Immer wieder verwies Scheuer in seiner Befragung auch auf seinen früheren Staatssekretär Gerhard Schulz, inzwischen Chef des bundeseigenen Lkw-Maut-Betreibers Toll Collect. Schulz galt als "Mr. Maut", bei ihm liefen viele Fäden zusammen. Mehrfach sagte Scheuer, er habe sich bei Schulz – einem "promovierten Europarechtler" – versichert: etwa auch zu Risiken beim EuGH-Verfahren.
FDP-Verkehrsexperte Oliver Luksic sagte an die Adresse Scheuers: "Statt ein wenig Demut an den Tag zu legen, weicht er Fragen aus, schiebt die Verantwortung auf seinen ehemaligen Staatssekretär und verweist auf Erinnerungslücken."
"Organisierte Verantwortungslosigkeit" im Ministerium
SPD-Obfrau Kirsten Lühmann sagte, im Verkehrsministerium habe es eine Art "organisierte Verantwortungslosigkeit" gegeben. Scheuer habe dem Ausschuss dargelegt, dass er sich voll auf Schulz verlassen habe – etwa zur Frage, ob vergaberechtlich alles in Ordnung sei. Schulz habe das bestätigt. Bei der Befragung von Schulz sei aber festgestellt worden, dass dieser "nicht immer voll im Film" gewesen sei. "Das zeigt, dass es nicht rund gelaufen ist, dass der Minister sich auf seinen Staatssekretär verlassen hat, der aber nicht immer alle Informationen hatte."
Grünen-Fraktionsvize Oliver Krischer hatte am Rande der Befragung Scheuers gesagt, es sei an Hybris nicht zu überbieten, wenn dieser es so darstelle, als sei alles richtig gelaufen.

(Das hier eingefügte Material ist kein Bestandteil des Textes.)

//! Helpers for the message system-flag bitfield.
//!
//! Bits 2 and 3 encode the transaction type of a message. The remaining bits
//! carry compression and batching markers that the dispatcher never reads.

/// Body is compressed.
pub const COMPRESSED_FLAG: i32 = 0x1;
/// Message is part of a multi-tag set.
pub const MULTI_TAGS_FLAG: i32 = 0x1 << 1;
/// Plain, non-transactional message.
pub const TRANSACTION_NOT_TYPE: i32 = 0;
/// First phase of a two-phase commit: staged but not yet visible.
pub const TRANSACTION_PREPARED_TYPE: i32 = 0x1 << 2;
/// Commit of a previously prepared message.
pub const TRANSACTION_COMMIT_TYPE: i32 = 0x2 << 2;
/// Rollback of a previously prepared message. Doubles as the type mask.
pub const TRANSACTION_ROLLBACK_TYPE: i32 = 0x3 << 2;
/// Message was sent through the batch path.
pub const BATCH_FLAG: i32 = 0x1 << 4;

/// Extract the transaction-type bits from `flag`.
#[must_use]
pub const fn transaction_value(flag: i32) -> i32 { flag & TRANSACTION_ROLLBACK_TYPE }

/// Replace the transaction-type bits of `flag` with `transaction_type`.
#[must_use]
pub const fn reset_transaction_value(flag: i32, transaction_type: i32) -> i32 {
    (flag & !TRANSACTION_ROLLBACK_TYPE) | transaction_type
}

/// Transaction type decoded from a system-flag bitfield.
#[derive(Clone, Copy, Debug, PartialEq, Eq)]
pub enum TransactionType {
    /// Not part of a transaction.
    NotType,
    /// Staged half message.
    Prepared,
    /// Commit request.
    Commit,
    /// Rollback request.
    Rollback,
}

impl TransactionType {
    /// Decode the transaction type carried by `flag`.
    ///
    /// # Examples
    ///
    /// ```
    /// use mqforward::protocol::{TransactionType, sys_flag};
    ///
    /// let flag = sys_flag::COMPRESSED_FLAG | sys_flag::TRANSACTION_PREPARED_TYPE;
    /// assert_eq!(TransactionType::from_sys_flag(flag), TransactionType::Prepared);
    /// ```
    #[must_use]
    pub const fn from_sys_flag(flag: i32) -> Self {
        match transaction_value(flag) {
            TRANSACTION_PREPARED_TYPE => Self::Prepared,
            TRANSACTION_COMMIT_TYPE => Self::Commit,
            TRANSACTION_ROLLBACK_TYPE => Self::Rollback,
            _ => Self::NotType,
        }
    }

    /// Return the raw bit pattern for this transaction type.
    #[must_use]
    pub const fn bits(self) -> i32 {
        match self {
            Self::NotType => TRANSACTION_NOT_TYPE,
            Self::Prepared => TRANSACTION_PREPARED_TYPE,
            Self::Commit => TRANSACTION_COMMIT_TYPE,
            Self::Rollback => TRANSACTION_ROLLBACK_TYPE,
        }
    }
}
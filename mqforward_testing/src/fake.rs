//! Scripted in-memory [`TransportClient`].

use std::{
    sync::{Arc, Mutex, MutexGuard},
    time::Duration,
};

use async_trait::async_trait;
use mqforward::{
    ClientPool,
    ForwardConfig,
    ForwardProducer,
    TransportClient,
    TransportError,
    TransportResult,
    protocol::{
        AckMessageRequestHeader,
        AckResult,
        ConsumerSendMsgBackRequestHeader,
        EndTransactionRequestHeader,
        HeartbeatData,
        Message,
        RemotingCommand,
        ResponseCode,
        SendMessageRequestHeader,
        SendResult,
    },
};
use tokio::sync::Notify;

/// A transport call observed by [`FakeTransport`].
#[derive(Clone, Debug, PartialEq, Eq)]
pub enum Call {
    Single { addr: String, topic: String },
    Batch { addr: String, count: usize },
    Heartbeat { addr: String, client_id: String },
    EndTransaction { addr: String, remark: String, timeout: Duration },
    SendBack { addr: String },
    Ack { addr: String, offset: i64 },
    Start,
    Shutdown,
}

/// Scripted transport double.
///
/// Each call is recorded before the scripted answer is produced. A
/// configured `latency` is slept before answering, which lets tests cancel
/// an operation while the call is in flight. An `ack_gate` holds every
/// acknowledgement until it is notified.
#[derive(Debug)]
pub struct FakeTransport {
    name: String,
    worker_threads: usize,
    send_result: SendResult,
    send_failure: bool,
    heartbeat_code: i32,
    send_back_code: i32,
    send_back_failure: bool,
    ack_failure: bool,
    latency: Option<Duration>,
    ack_gate: Option<Arc<Notify>>,
    calls: Mutex<Vec<Call>>,
}

impl Default for FakeTransport {
    fn default() -> Self { Self::new("fake", 1) }
}

impl FakeTransport {
    /// Create a fake answering every call with success.
    pub fn new(name: &str, worker_threads: usize) -> Self {
        Self {
            name: name.to_owned(),
            worker_threads,
            send_result: SendResult::default(),
            send_failure: false,
            heartbeat_code: ResponseCode::SUCCESS,
            send_back_code: ResponseCode::SUCCESS,
            send_back_failure: false,
            ack_failure: false,
            latency: None,
            ack_gate: None,
            calls: Mutex::new(Vec::new()),
        }
    }

    /// Answer sends with `result`.
    #[must_use]
    pub fn with_send_result(mut self, result: SendResult) -> Self {
        self.send_result = result;
        self
    }

    /// Fail every send with a connection error.
    #[must_use]
    pub fn failing_sends(mut self) -> Self {
        self.send_failure = true;
        self
    }

    /// Answer heartbeats with `code`.
    #[must_use]
    pub fn with_heartbeat_code(mut self, code: i32) -> Self {
        self.heartbeat_code = code;
        self
    }

    /// Answer send-backs with `code`.
    #[must_use]
    pub fn with_send_back_code(mut self, code: i32) -> Self {
        self.send_back_code = code;
        self
    }

    /// Fail every send-back with a connection error.
    #[must_use]
    pub fn failing_send_back(mut self) -> Self {
        self.send_back_failure = true;
        self
    }

    /// Fail every acknowledgement with a remote error.
    #[must_use]
    pub fn failing_ack(mut self) -> Self {
        self.ack_failure = true;
        self
    }

    /// Delay every answer by `latency`.
    #[must_use]
    pub fn with_latency(mut self, latency: Duration) -> Self {
        self.latency = Some(latency);
        self
    }

    /// Hold acknowledgements until `gate` is notified.
    #[must_use]
    pub fn with_ack_gate(mut self, gate: Arc<Notify>) -> Self {
        self.ack_gate = Some(gate);
        self
    }

    /// Client name handed to the factory.
    pub fn name(&self) -> &str { &self.name }

    /// Worker threads handed to the factory.
    pub fn worker_threads(&self) -> usize { self.worker_threads }

    /// Snapshot of every call received so far.
    pub fn calls(&self) -> Vec<Call> { self.lock().clone() }

    /// Number of recorded calls matching `predicate`.
    pub fn count(&self, predicate: impl Fn(&Call) -> bool) -> usize {
        self.lock().iter().filter(|call| predicate(call)).count()
    }

    fn lock(&self) -> MutexGuard<'_, Vec<Call>> {
        self.calls
            .lock()
            .unwrap_or_else(std::sync::PoisonError::into_inner)
    }

    async fn answer(&self, call: Call) {
        self.lock().push(call);
        if let Some(latency) = self.latency {
            tokio::time::sleep(latency).await;
        }
    }
}

fn refused() -> TransportError {
    TransportError::Io(std::io::Error::from(std::io::ErrorKind::ConnectionRefused))
}

#[async_trait]
impl TransportClient for FakeTransport {
    async fn send_single(
        &self,
        addr: &str,
        _broker_name: &str,
        message: &Message,
        _header: &SendMessageRequestHeader,
        _timeout: Duration,
    ) -> TransportResult<SendResult> {
        self.answer(Call::Single {
            addr: addr.to_owned(),
            topic: message.topic.clone(),
        })
        .await;
        if self.send_failure {
            return Err(refused());
        }
        Ok(self.send_result.clone())
    }

    async fn send_batch(
        &self,
        addr: &str,
        _broker_name: &str,
        messages: &[Message],
        _header: &SendMessageRequestHeader,
        _timeout: Duration,
    ) -> TransportResult<SendResult> {
        self.answer(Call::Batch {
            addr: addr.to_owned(),
            count: messages.len(),
        })
        .await;
        if self.send_failure {
            return Err(refused());
        }
        Ok(self.send_result.clone())
    }

    async fn send_heartbeat(
        &self,
        addr: &str,
        heartbeat: &HeartbeatData,
        _timeout: Duration,
    ) -> TransportResult<i32> {
        self.answer(Call::Heartbeat {
            addr: addr.to_owned(),
            client_id: heartbeat.client_id.clone(),
        })
        .await;
        Ok(self.heartbeat_code)
    }

    async fn end_transaction_oneway(
        &self,
        addr: &str,
        _header: &EndTransactionRequestHeader,
        remark: &str,
        timeout: Duration,
    ) -> TransportResult<()> {
        self.answer(Call::EndTransaction {
            addr: addr.to_owned(),
            remark: remark.to_owned(),
            timeout,
        })
        .await;
        Ok(())
    }

    async fn send_back(
        &self,
        addr: &str,
        _header: &ConsumerSendMsgBackRequestHeader,
        _timeout: Duration,
    ) -> TransportResult<RemotingCommand> {
        self.answer(Call::SendBack {
            addr: addr.to_owned(),
        })
        .await;
        if self.send_back_failure {
            return Err(refused());
        }
        Ok(RemotingCommand::response(self.send_back_code, None))
    }

    async fn ack(
        &self,
        addr: &str,
        header: &AckMessageRequestHeader,
        _timeout: Duration,
    ) -> TransportResult<AckResult> {
        if let Some(gate) = &self.ack_gate {
            gate.notified().await;
        }
        self.answer(Call::Ack {
            addr: addr.to_owned(),
            offset: header.offset,
        })
        .await;
        if self.ack_failure {
            return Err(TransportError::Remote {
                code: ResponseCode::SYSTEM_ERROR,
                remark: "ack rejected".into(),
            });
        }
        Ok(AckResult::default())
    }

    async fn start(&self) -> TransportResult<()> {
        self.lock().push(Call::Start);
        Ok(())
    }

    async fn shutdown(&self) -> TransportResult<()> {
        self.lock().push(Call::Shutdown);
        Ok(())
    }
}

/// Factory producing default [`FakeTransport`]s named by the pool.
pub fn fake_factory(name: &str, worker_threads: usize) -> FakeTransport {
    FakeTransport::new(name, worker_threads)
}

/// Wrap `fake` in a single-client producer with default configuration.
///
/// The returned handle observes the same client the producer dispatches to.
pub fn producer_with(fake: FakeTransport) -> (ForwardProducer<FakeTransport>, Arc<FakeTransport>) {
    let fake = Arc::new(fake);
    let pool = ClientPool::from_clients(vec![Arc::clone(&fake)], fake.worker_threads());
    (
        ForwardProducer::with_pool(pool, &ForwardConfig::default()),
        fake,
    )
}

Es sei unglaublich, dass der für das Desaster verantwortliche Minister jede Verantwortung von sich weise.
FDP-Obmann Christian Jung sagte, Scheuer habe die Vorwürfe nicht entkräften können, dass er und sein Ministerium bei der Pkw-Maut gegen Vergaberecht, Haushaltsrecht und Europarecht verstoßen hätten. Luksic fügte hinzu: "Minister Scheuer hat einen Vertrag unterzeichnet, ohne die Entschädigungsregeln zu kennen und den Vertrag überhastet gekündigt, ohne genaue Faktenlage. Er ist Minister Ahnungslos und verantwortet damit selber das Maut-Chaos." Linke-Obmann Jörg Cezanne kritisierte, Scheuer habe weitreichende Entscheidungen auf nicht nachvollziehbaren Informationsgrundlagen gefällt.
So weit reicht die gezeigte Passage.